The Indian Rupee weakened in overseas trading on Wednesday, following a dramatic escalation in regional tensions as India carried out strikes on multiple targets in Pakistan and Pakistan-occupied Jammu and Kashmir.

In the non-deliverable forward (NDF) market, the one-month forward rate for the rupee pointed to a potential drop when the domestic currency markets open. As per forecasts cited by news agency Reuters, the rupee could open around 84.64 to 84.68 against the US Dollar, slipping from Tuesday's closing level of 84.4325.

What Is NDF Market?

The Non-Deliverables Forward (NDF) market is an offshore financial market where participants trade forward contracts for currencies that are not freely traded or convertible. These contracts are settled in a major currency, typically the US Dollar, without the actual delivery of the underlying currency.

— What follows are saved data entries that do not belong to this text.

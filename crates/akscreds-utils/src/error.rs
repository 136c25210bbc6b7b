use thiserror::Error;

use crate::exit_codes::ExitCode;

/// Library-level error type for failures that terminate a run.
///
/// Only setup problems live here. Per-subscription listing failures and
/// per-cluster fetch failures are not errors at this level: they are recorded
/// in the run summary and the run continues.
///
/// # Exit Code Mapping
///
/// | Exit Code | Error Type |
/// |-----------|------------|
/// | 2 | Configuration errors |
/// | 3 | Missing tool / unauthenticated session |
/// | 4 | No subscriptions discovered |
#[derive(Error, Debug)]
pub enum AksCredsError {
    #[error("Configuration error: {0}")]
    Config(#[from] ConfigError),

    #[error("Precondition failed: {0}")]
    Precondition(#[from] PreconditionError),

    #[error("No subscriptions found or accessible")]
    NoSubscriptions,
}

/// Trait for providing user-friendly error reporting with context and suggestions
pub trait UserFriendlyError {
    /// Get a user-friendly error message
    fn user_message(&self) -> String;

    /// Get contextual information about the error
    fn context(&self) -> Option<String>;

    /// Get suggested actions to resolve the error
    fn suggestions(&self) -> Vec<String>;
}

/// Configuration-related errors
#[derive(Error, Debug)]
pub enum ConfigError {
    #[error("Invalid configuration file {path}: {reason}")]
    InvalidFile { path: String, reason: String },

    #[error("Invalid configuration value for {key}: {value}")]
    InvalidValue { key: String, value: String },

    #[error("Configuration file not found at {path}")]
    NotFound { path: String },
}

impl UserFriendlyError for ConfigError {
    fn user_message(&self) -> String {
        match self {
            Self::InvalidFile { path, reason } => {
                format!("Configuration file {path} could not be read: {reason}")
            }
            Self::InvalidValue { key, value } => {
                format!("Configuration '{key}' has invalid value: {value}")
            }
            Self::NotFound { path } => format!("Configuration file not found: {path}"),
        }
    }

    fn context(&self) -> Option<String> {
        match self {
            Self::InvalidFile { .. } => Some(
                "Configuration files are TOML with optional [defaults], [tools], [fetch] and [subscriptions] sections."
                    .to_string(),
            ),
            Self::InvalidValue { key, .. } => Some(format!(
                "The '{key}' option has specific format requirements."
            )),
            Self::NotFound { .. } => {
                Some("An explicit --config path or AKSCREDS_CONFIG must point to an existing file.".to_string())
            }
        }
    }

    fn suggestions(&self) -> Vec<String> {
        match self {
            Self::InvalidFile { .. } => vec![
                "Check the TOML syntax of the configuration file".to_string(),
                "Remove the file to fall back to built-in defaults".to_string(),
            ],
            Self::InvalidValue { key, .. } => match key.as_str() {
                "fetch.login_mode" => vec![
                    "Valid login modes: azurecli, devicecode, interactive, spn, ropc, msi, workloadidentity, azd"
                        .to_string(),
                ],
                "fetch.target_delay_ms" => {
                    vec!["Use a delay between 0 and 60000 milliseconds".to_string()]
                }
                _ => vec![format!("Fix or remove the '{key}' setting")],
            },
            Self::NotFound { .. } => vec![
                "Check the path passed to --config".to_string(),
                "Unset AKSCREDS_CONFIG to use discovery".to_string(),
            ],
        }
    }
}

/// Setup failures detected before any enumeration starts
#[derive(Error, Debug)]
pub enum PreconditionError {
    #[error("{tool} not found in PATH")]
    ToolMissing { tool: String },

    #[error("{tool} is not usable: {reason}")]
    ToolUnusable { tool: String, reason: String },

    #[error("Azure CLI session is not authenticated: {reason}")]
    NotAuthenticated { reason: String },
}

impl UserFriendlyError for PreconditionError {
    fn user_message(&self) -> String {
        match self {
            Self::ToolMissing { tool } => format!("{tool} not found - please install it first"),
            Self::ToolUnusable { tool, reason } => {
                format!("{tool} is installed but failed to run: {reason}")
            }
            Self::NotAuthenticated { .. } => {
                "You are not logged in to the Azure CLI".to_string()
            }
        }
    }

    fn context(&self) -> Option<String> {
        match self {
            Self::ToolMissing { .. } | Self::ToolUnusable { .. } => Some(
                "akscreds delegates listing and credential retrieval to the Azure CLI and kubelogin."
                    .to_string(),
            ),
            Self::NotAuthenticated { reason } => Some(format!("az account show reported: {reason}")),
        }
    }

    fn suggestions(&self) -> Vec<String> {
        match self {
            Self::ToolMissing { tool } | Self::ToolUnusable { tool, .. } => match tool.as_str() {
                "kubelogin" => vec![
                    "Install guide: https://github.com/Azure/kubelogin".to_string(),
                    "Or run: az aks install-cli".to_string(),
                ],
                _ => vec![
                    "Install guide: https://learn.microsoft.com/cli/azure/install-azure-cli"
                        .to_string(),
                    "Set [tools] az in the config file if it lives outside PATH".to_string(),
                ],
            },
            Self::NotAuthenticated { .. } => vec![
                "Run: az login".to_string(),
                "Then verify with: az account show".to_string(),
            ],
        }
    }
}

impl UserFriendlyError for AksCredsError {
    fn user_message(&self) -> String {
        match self {
            Self::Config(err) => err.user_message(),
            Self::Precondition(err) => err.user_message(),
            Self::NoSubscriptions => "No subscriptions found or accessible".to_string(),
        }
    }

    fn context(&self) -> Option<String> {
        match self {
            Self::Config(err) => err.context(),
            Self::Precondition(err) => err.context(),
            Self::NoSubscriptions => Some(
                "az account list returned no subscriptions for the signed-in account.".to_string(),
            ),
        }
    }

    fn suggestions(&self) -> Vec<String> {
        match self {
            Self::Config(err) => err.suggestions(),
            Self::Precondition(err) => err.suggestions(),
            Self::NoSubscriptions => vec![
                "Check the signed-in account with: az account show".to_string(),
                "Refresh the subscription list with: az login".to_string(),
            ],
        }
    }
}

impl AksCredsError {
    /// Get a user-friendly error message with context and actionable suggestions.
    ///
    /// ```text
    /// Error: <user message>
    ///
    /// Context: <context if available>
    ///
    /// Suggestions:
    ///   • <suggestion 1>
    /// ```
    #[must_use]
    pub fn display_for_user(&self) -> String {
        let mut output = format!("Error: {}\n", self.user_message());

        if let Some(ctx) = self.context() {
            output.push_str(&format!("\nContext: {ctx}\n"));
        }

        let suggestions = self.suggestions();
        if !suggestions.is_empty() {
            output.push_str("\nSuggestions:\n");
            for suggestion in suggestions {
                output.push_str(&format!("  • {suggestion}\n"));
            }
        }

        output
    }

    /// Map this error to the CLI exit code.
    #[must_use]
    pub fn to_exit_code(&self) -> ExitCode {
        match self {
            Self::Config(_) => ExitCode::CLI_ARGS,
            Self::Precondition(_) => ExitCode::PRECONDITION_FAILED,
            Self::NoSubscriptions => ExitCode::NO_SUBSCRIPTIONS,
        }
    }
}

#[cfg(test)]
mod tests {
    use super::*;

    #[test]
    fn test_exit_code_mapping() {
        let config = AksCredsError::from(ConfigError::InvalidValue {
            key: "fetch.login_mode".to_string(),
            value: "bogus".to_string(),
        });
        assert_eq!(config.to_exit_code(), ExitCode::CLI_ARGS);

        let missing = AksCredsError::from(PreconditionError::ToolMissing {
            tool: "kubelogin".to_string(),
        });
        assert_eq!(missing.to_exit_code(), ExitCode::PRECONDITION_FAILED);

        let unauthenticated = AksCredsError::from(PreconditionError::NotAuthenticated {
            reason: "Please run 'az login'".to_string(),
        });
        assert_eq!(unauthenticated.to_exit_code(), ExitCode::PRECONDITION_FAILED);

        assert_eq!(
            AksCredsError::NoSubscriptions.to_exit_code(),
            ExitCode::NO_SUBSCRIPTIONS
        );
    }

    #[test]
    fn test_display_for_user_includes_suggestions() {
        let err = AksCredsError::from(PreconditionError::NotAuthenticated {
            reason: "Please run 'az login' to setup account.".to_string(),
        });
        let message = err.display_for_user();
        assert!(message.starts_with("Error: You are not logged in"));
        assert!(message.contains("Context: az account show reported"));
        assert!(message.contains("Suggestions:"));
        assert!(message.contains("  • Run: az login"));
    }

    #[test]
    fn test_kubelogin_suggestions_point_at_kubelogin() {
        let err = PreconditionError::ToolMissing {
            tool: "kubelogin".to_string(),
        };
        assert!(err.suggestions().iter().any(|s| s.contains("Azure/kubelogin")));
    }
}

NDFs are commonly used to hedge or speculate on exchange rate movements in restricted or emerging markets, such as the Chinese yuan or Indian rupee, offering investors exposure without breaching local currency regulations.

Operation Sindoor

The market reaction came swiftly after India confirmed that it launched coordinated strikes against 9 terror camps across Pakistan and Pakistan-Occupied Kashmir. The operation was in response to the deadly attack in Kashmir last month that claimed 26 lives.

At least eight people were killed during Wednesday's cross-border offensive, according to early reports. Pakistan called the coordinated strikes a "blatant act of war".